START Material provided
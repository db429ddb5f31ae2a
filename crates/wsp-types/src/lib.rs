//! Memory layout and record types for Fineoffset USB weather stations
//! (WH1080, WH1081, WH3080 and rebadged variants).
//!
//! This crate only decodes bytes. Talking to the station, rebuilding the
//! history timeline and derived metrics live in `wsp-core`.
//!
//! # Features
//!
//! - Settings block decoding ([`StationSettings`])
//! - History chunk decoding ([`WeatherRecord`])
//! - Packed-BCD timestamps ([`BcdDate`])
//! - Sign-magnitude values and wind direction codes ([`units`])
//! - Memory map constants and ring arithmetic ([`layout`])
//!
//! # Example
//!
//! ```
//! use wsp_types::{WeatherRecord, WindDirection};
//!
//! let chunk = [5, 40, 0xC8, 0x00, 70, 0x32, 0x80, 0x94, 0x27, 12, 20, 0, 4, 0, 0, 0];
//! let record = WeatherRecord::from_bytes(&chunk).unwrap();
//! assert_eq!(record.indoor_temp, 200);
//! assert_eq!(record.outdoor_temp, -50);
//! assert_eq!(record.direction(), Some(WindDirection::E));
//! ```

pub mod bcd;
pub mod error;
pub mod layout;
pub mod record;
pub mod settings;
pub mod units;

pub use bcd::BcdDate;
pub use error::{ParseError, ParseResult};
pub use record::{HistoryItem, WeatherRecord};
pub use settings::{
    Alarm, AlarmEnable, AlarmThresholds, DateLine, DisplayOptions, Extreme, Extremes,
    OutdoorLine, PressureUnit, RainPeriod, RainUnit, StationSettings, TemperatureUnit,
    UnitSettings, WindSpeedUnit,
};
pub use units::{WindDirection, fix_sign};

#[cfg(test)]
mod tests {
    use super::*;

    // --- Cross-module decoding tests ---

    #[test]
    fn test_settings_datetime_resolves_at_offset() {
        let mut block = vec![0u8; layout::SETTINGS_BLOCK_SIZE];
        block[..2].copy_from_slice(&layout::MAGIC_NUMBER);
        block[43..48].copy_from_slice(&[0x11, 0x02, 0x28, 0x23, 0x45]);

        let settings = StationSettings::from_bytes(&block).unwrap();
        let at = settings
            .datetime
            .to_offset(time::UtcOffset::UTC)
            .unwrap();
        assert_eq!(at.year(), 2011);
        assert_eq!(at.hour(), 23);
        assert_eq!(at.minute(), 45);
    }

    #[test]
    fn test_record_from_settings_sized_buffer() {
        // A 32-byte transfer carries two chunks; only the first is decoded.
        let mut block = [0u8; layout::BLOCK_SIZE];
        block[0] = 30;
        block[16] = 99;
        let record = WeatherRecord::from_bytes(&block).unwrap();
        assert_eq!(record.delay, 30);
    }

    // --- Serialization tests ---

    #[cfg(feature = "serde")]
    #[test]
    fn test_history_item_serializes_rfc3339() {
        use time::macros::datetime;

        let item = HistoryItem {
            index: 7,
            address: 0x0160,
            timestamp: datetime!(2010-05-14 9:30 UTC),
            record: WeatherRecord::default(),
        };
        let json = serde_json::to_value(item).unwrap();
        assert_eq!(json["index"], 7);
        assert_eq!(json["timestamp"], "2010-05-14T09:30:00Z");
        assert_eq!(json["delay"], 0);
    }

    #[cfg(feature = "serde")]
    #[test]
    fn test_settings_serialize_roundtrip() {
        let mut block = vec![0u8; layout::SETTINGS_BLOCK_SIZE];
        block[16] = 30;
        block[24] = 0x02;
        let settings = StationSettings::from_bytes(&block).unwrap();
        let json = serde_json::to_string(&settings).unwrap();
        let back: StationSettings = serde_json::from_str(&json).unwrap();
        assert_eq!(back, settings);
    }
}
END Material provided
▸ What you should do
Go through the entries and copy every line with "BcdDate".

▸ Solution
//! - Packed-BCD timestamps ([`BcdDate`])
pub use bcd::BcdDate;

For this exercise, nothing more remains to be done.